November 15, 2012 by Reader's Connection
When I got Robbie the Robot for Christmas, he was positioned in front of the tree and could gaze out robotically over the living room. Each of us boys received a treasure, every year, that we had asked for especially; and these were always on display when we came downstairs. When I was eighteen, though, and asked especially for a copy of Death on the Installment Plan, by Louis-Ferdinand Céline, my mother put it in a shirt box and snuck it up under the tree.
With that in mind, I hesitated before putting Mortality, by Christopher Hitchens, on this year’s list of gift suggestions. Embattled atheist Hitchens, who died last December, was suffering from esophageal cancer when he wrote the pieces that are gathered here. He never retreats from his atheist stance in these pages–indeed, he shines merciless light on those who exalt in the idea that he is being punished by God.
Your first thought might be: Nobody wants that book for a holiday gift. But my wife gave it to me for my birthday, last month, and I can promise that you don’t have to be an atheist to enjoy it. If any souls on your list love good essay writing, they might go for Hitchens, as long as you put some thought into how you present the gift. Don’t just clunk Mortality down next to someone’s pumpkin pie.
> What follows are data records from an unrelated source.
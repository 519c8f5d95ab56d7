use std::path::Path;

use anyhow::{Context, Result};
use log::info;
use serde::{Deserialize, Serialize};

use crate::door::DoorSpec;
use crate::error::Dimension;

/// Top-level configuration for the configurator.
#[derive(Debug, Clone, PartialEq, Default, Serialize, Deserialize)]
#[serde(default)]
pub struct ConfiguratorConfig {
    pub assets: AssetConfig,
    pub controls: DoorControls,
    pub window: WindowConfig,
    pub render: RenderConfig,
}

impl ConfiguratorConfig {
    /// Door shown before the user touches either input.
    pub fn initial_door(&self) -> DoorSpec {
        DoorSpec::new(self.controls.width.value, self.controls.height.value)
    }

    /// Parses a JSON document. Missing sections keep their defaults.
    pub fn from_json(json: &str) -> Result<Self> {
        serde_json::from_str(json).context("invalid configuration")
    }

    pub fn to_json(&self) -> Result<String> {
        serde_json::to_string_pretty(self).context("failed to serialize configuration")
    }

    /// Load from a JSON file
    pub fn load(path: &Path) -> Result<Self> {
        let json = std::fs::read_to_string(path)
            .with_context(|| format!("failed to read {}", path.display()))?;
        let config = Self::from_json(&json)?;
        info!("loaded configuration from {}", path.display());
        Ok(config)
    }
}

/// Image locations, relative to `root`.
#[derive(Debug, Clone, PartialEq, Serialize, Deserialize)]
#[serde(default)]
pub struct AssetConfig {
    pub root: String,
    pub wood: String,
    pub tile: String,
    pub wall: String,
    /// Repetitions of the tile texture across the whole floor.
    pub tile_repeat: f32,
}

impl Default for AssetConfig {
    fn default() -> Self {
        Self {
            root: ".".to_string(),
            wood: "style/img/rm187-mynt-34.jpg".to_string(),
            tile: "style/img/close-up-marble-textured-tiles.jpg".to_string(),
            wall: "style/img/14a3aca6e1611278c68ea34e72718dfd.jpg".to_string(),
            tile_repeat: 20.0,
        }
    }
}

/// Numeric range input as declared in the page markup.
#[derive(Debug, Clone, Copy, PartialEq, Serialize, Deserialize)]
pub struct ControlRange {
    pub min: f32,
    pub max: f32,
    pub step: f32,
    pub value: f32,
}

impl ControlRange {
    pub fn clamp(&self, value: f32) -> f32 {
        value.clamp(self.min, self.max)
    }

    /// Moves `from` by `steps` increments and keeps the result inside the range.
    ///
    /// The result lies on the decimal grid `min + k * step`, the way a browser
    /// range input reports it, so stepping 2.0 by 0.1 three times yields 2.3.
    pub fn stepped(&self, from: f32, steps: i32) -> f32 {
        if self.step <= 0.0 || !self.step.is_finite() {
            return self.clamp(from);
        }
        let (min, step) = (f64::from(self.min), f64::from(self.step));
        let index = ((f64::from(from) - min) / step).round() + f64::from(steps);
        let scale = 10f64.powi(decimals(self.min).max(decimals(self.step)) as i32);
        let value = ((min + index * step) * scale).round() / scale;
        self.clamp(value as f32)
    }
}

/// Decimal places needed to write `value` as typed in markup, at most six.
fn decimals(value: f32) -> u32 {
    let value = f64::from(value);
    (0..6)
        .find(|&places| {
            let scaled = value * 10f64.powi(places as i32);
            (scaled - scaled.round()).abs() < 1e-4
        })
        .unwrap_or(6)
}

#[derive(Debug, Clone, Copy, PartialEq, Serialize, Deserialize)]
pub struct DoorControls {
    pub width: ControlRange,
    pub height: ControlRange,
}

impl Default for DoorControls {
    fn default() -> Self {
        let spec = DoorSpec::default();
        Self {
            width: ControlRange {
                min: 1.0,
                max: 4.0,
                step: 0.1,
                value: spec.width,
            },
            height: ControlRange {
                min: 2.0,
                max: 6.0,
                step: 0.1,
                value: spec.height,
            },
        }
    }
}

impl DoorControls {
    pub fn get(&self, dimension: Dimension) -> &ControlRange {
        match dimension {
            Dimension::Width => &self.width,
            Dimension::Height => &self.height,
        }
    }

    pub fn get_mut(&mut self, dimension: Dimension) -> &mut ControlRange {
        match dimension {
            Dimension::Width => &mut self.width,
            Dimension::Height => &mut self.height,
        }
    }
}

#[derive(Debug, Clone, PartialEq, Serialize, Deserialize)]
#[serde(default)]
pub struct WindowConfig {
    pub title: String,
    pub width: u32,
    pub height: u32,
}

impl Default for WindowConfig {
    fn default() -> Self {
        Self {
            title: "Door Configurator".to_string(),
            width: 1280,
            height: 720,
        }
    }
}

#[derive(Debug, Clone, PartialEq, Serialize, Deserialize)]
#[serde(default)]
pub struct RenderConfig {
    pub shadow_map_size: u32,
    /// Half size of the orthographic shadow camera.
    pub shadow_extent: f32,
    pub reflection_resolution: u32,
    pub clear_color: [f32; 3],
}

impl Default for RenderConfig {
    fn default() -> Self {
        Self {
            shadow_map_size: 512,
            shadow_extent: 10.0,
            reflection_resolution: 256,
            clear_color: [0.0, 0.0, 0.0],
        }
    }
}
Hitchens writes of having migrated to “the sick country,” and he offers a little travelogue:
The new land is quite welcoming in its way. Everybody smiles encouragingly and there appears to be absolutely no racism. A generally egalitarian spirit prevails, and those who run the place have obviously got where they are on merit and hard work. As against that, the humor is a touch feeble and repetitive, there seems to be almost no talk of sex, and the cuisine is the worst of any destination I have ever visited.
Speaking of sex:
But I wasn’t quite prepared for the way that my razor blade would suddenly go slipping pointlessly down my face, meeting no stubble. Or for the way that my newly smooth upper lip would begin to look as if it had undergone electrolysis, causing me to look a bit too much like somebody’s maiden auntie. (The chest hair that was once the toast of two continents hasn’t yet wilted, but so much of it was shaved off for various hospital incisions that it’s a rather patchy affair.) I feel upsettingly denatured. If Penélope Cruz were one of my nurses, I wouldn’t even notice.
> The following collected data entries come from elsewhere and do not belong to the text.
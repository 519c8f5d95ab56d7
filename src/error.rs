use std::fmt;

use serde::{Deserialize, Serialize};

/// One of the two user adjustable door dimensions.
#[derive(Debug, Clone, Copy, PartialEq, Eq, Hash, Serialize, Deserialize)]
pub enum Dimension {
    Width,
    Height,
}

impl Dimension {
    /// Id of the range input that drives this dimension.
    pub fn input_id(self) -> &'static str {
        match self {
            Self::Width => "width",
            Self::Height => "height",
        }
    }

    /// Id of the element that displays the current value.
    pub fn label_id(self) -> &'static str {
        match self {
            Self::Width => "widthValue",
            Self::Height => "heightValue",
        }
    }

    /// The dimension that is not being changed.
    pub fn other(self) -> Self {
        match self {
            Self::Width => Self::Height,
            Self::Height => Self::Width,
        }
    }
}

impl fmt::Display for Dimension {
    fn fmt(&self, f: &mut fmt::Formatter<'_>) -> fmt::Result {
        f.write_str(self.input_id())
    }
}

/// Errors reported by the door generator.
#[derive(Debug, Clone, PartialEq, thiserror::Error)]
pub enum DoorError {
    /// The dimension is not finite or leaves no room for the center panel.
    #[error("invalid door {dimension} {value}: must be finite and greater than {minimum}")]
    InvalidDimension {
        dimension: Dimension,
        value: f32,
        minimum: f32,
    },
}

/// Failures that prevent a texture from resolving. They are recovered locally
/// by rendering the affected material untextured.
#[derive(Debug, thiserror::Error)]
pub enum TextureError {
    #[error("failed to read {path}: {source}")]
    Io {
        path: String,
        #[source]
        source: std::io::Error,
    },
    #[error("failed to decode {path}: {source}")]
    Decode {
        path: String,
        #[source]
        source: image::ImageError,
    },
    #[error("failed to fetch {path}: {reason}")]
    Fetch { path: String, reason: String },
}

/// Errors raised while bringing up or driving the GPU renderer.
#[derive(Debug, thiserror::Error)]
pub enum RenderError {
    /// No drawing surface, adapter or device could be created. Startup halts.
    #[error("rendering environment unavailable: {0}")]
    EnvironmentUnavailable(String),
    #[error("GPU is out of memory")]
    OutOfMemory,
}

impl RenderError {
    pub fn unavailable(stage: &str, err: impl fmt::Display) -> Self {
        Self::EnvironmentUnavailable(format!("failed to initialize {stage}: {err}"))
    }
}

#[cfg(test)]
mod tests {
    use super::*;

    #[test]
    fn dimension_ids_match_markup() {
        assert_eq!(Dimension::Width.input_id(), "width");
        assert_eq!(Dimension::Height.label_id(), "heightValue");
        assert_eq!(Dimension::Width.other(), Dimension::Height);
    }

    #[test]
    fn invalid_dimension_names_the_value() {
        let err = DoorError::InvalidDimension {
            dimension: Dimension::Height,
            value: 0.2,
            minimum: 0.2,
        };
        let message = err.to_string();
        assert!(message.contains("height"));
        assert!(message.contains("0.2"));
    }
}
If you’ve guessed that not every page can be laced with humor, you’re right. But every page is clear-eyed, and gives some glimpse of a journey that none of us wants to take. I’m grateful, and in awe of this man’s ability to stick to his writing. You know that expression, Whatever doesn’t kill me makes me stronger? Hitchens thought it was a bunch of crap. Though of course he puts that more eloquently.